Lobby Mobilité

Concertation entre TRAXIO et le ministre Van Overtveldt

A plusieurs reprises cet automne, TRAXIO a eu l’occasion de rencontrer le ministre Van Overtveldt en concertation.  Deux dossiers sautent aux yeux.

Le gouvernement fédéral a révisé la fiscalité automobile des hybrides plug-in, mieux connus comme hybrides rechargeables.  TRAXIO s’y est opposée et a trouvé des alliés en la FEBIAC et RENTA.  Nous estimons qu’à une époque où les diesels sont traités en vrais parias, toute alternative permettant de rapprocher le parc automobile de l’émission zéro est la bienvenue.

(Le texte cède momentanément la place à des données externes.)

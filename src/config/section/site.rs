//! `[site]` section: names and the default header.
//!
//! # Example
//!
//! ```toml
//! [site]
//! name = "Ada Lovelace"
//! title = "Ada Lovelace"
//! subtitles = ["notes on engines and mathematics", "notes on engines", "notes"]
//! reserved_ids = ["top", "site-nav"]
//! ```

use serde::{Deserialize, Serialize};

use crate::config::ConfigDiagnostics;
use crate::core::IdRegistry;

/// Site identity and the header shown when a page supplies none.
#[derive(Debug, Clone, Serialize, Deserialize)]
#[serde(default)]
pub struct SiteSection {
    /// Suffix of every document title.
    pub name: String,

    /// Default header title.
    pub title: String,

    /// Default header subtitle variants, most to least detailed.
    pub subtitles: Vec<String>,

    /// Ids owned by the static shell (header, nav, footer).
    pub reserved_ids: Vec<String>,
}

impl Default for SiteSection {
    fn default() -> Self {
        Self {
            name: "Personal Site".into(),
            title: "Personal Site".into(),
            subtitles: Vec::new(),
            reserved_ids: Vec::new(),
        }
    }
}

impl SiteSection {
    /// Fresh id registry seeded with the shell's ids.
    pub fn id_registry(&self) -> IdRegistry {
        IdRegistry::with_reserved(self.reserved_ids.iter().cloned())
    }

    /// Document title for a page, always ending in the site name.
    pub fn document_title(&self, page_title: Option<&str>) -> String {
        match page_title.map(str::trim).filter(|t| !t.is_empty()) {
            Some(title) if title != self.name => format!("{title} · {}", self.name),
            _ => self.name.clone(),
        }
    }

    pub fn validate(&self, diag: &mut ConfigDiagnostics) {
        if self.name.trim().is_empty() {
            diag.error("site.name", "site name must not be empty");
        }
        if self.subtitles.iter().any(|s| s.trim().is_empty()) {
            diag.error_with_hint(
                "site.subtitles",
                "subtitle variants must not be empty",
                "remove the empty entry",
            );
        }
    }
}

L’attitude du gouvernement s’explique en partie par le fait qu’un véhicule hybride circule rarement voire jamais en mode électrique et qu’une autonomie de 50 km est insuffisante.  TRAXIO a réfuté cette argumentation en soulignant que la plupart des gens effectuent moins de 50 km par jour.  Pour les distances supérieures à 50 km, l’on peut d’ailleurs passer sans problème d’un moteur à combustion à la batterie électrique dans des zones où les normes de qualité de l’air sont dans le rouge.

Autre dossier, celui de l’abrogation de l’exonération sur les plus-values réalisées à la vente des voitures de société.  Ce qui aurait pu s’avérer un incitant à l’écologisation du parc automobile ne sera plus à partir de 2020.  Les entrepreneurs en retireront une valeur ajoutée réduite et se verront obligés de consentir des efforts financiers pour moderniser le parc automobile professionnel avec, pour résultat final, que la tendance s’émousse.  Ce qui entraînera une réaction en chaîne.  D’une part, le report de la technologie avancée et coûteuse influencera défavorablement l’innovation.  D’autre part, les portes belges de notre marché (le transport de biens) seront grandes ouvertes à la concurrence étrangère.  Les Belges seront donc les grands perdants à trois niveaux : réduction du chiffre d’affaires, disparition possible de postes de travail et réduction des recettes fiscales.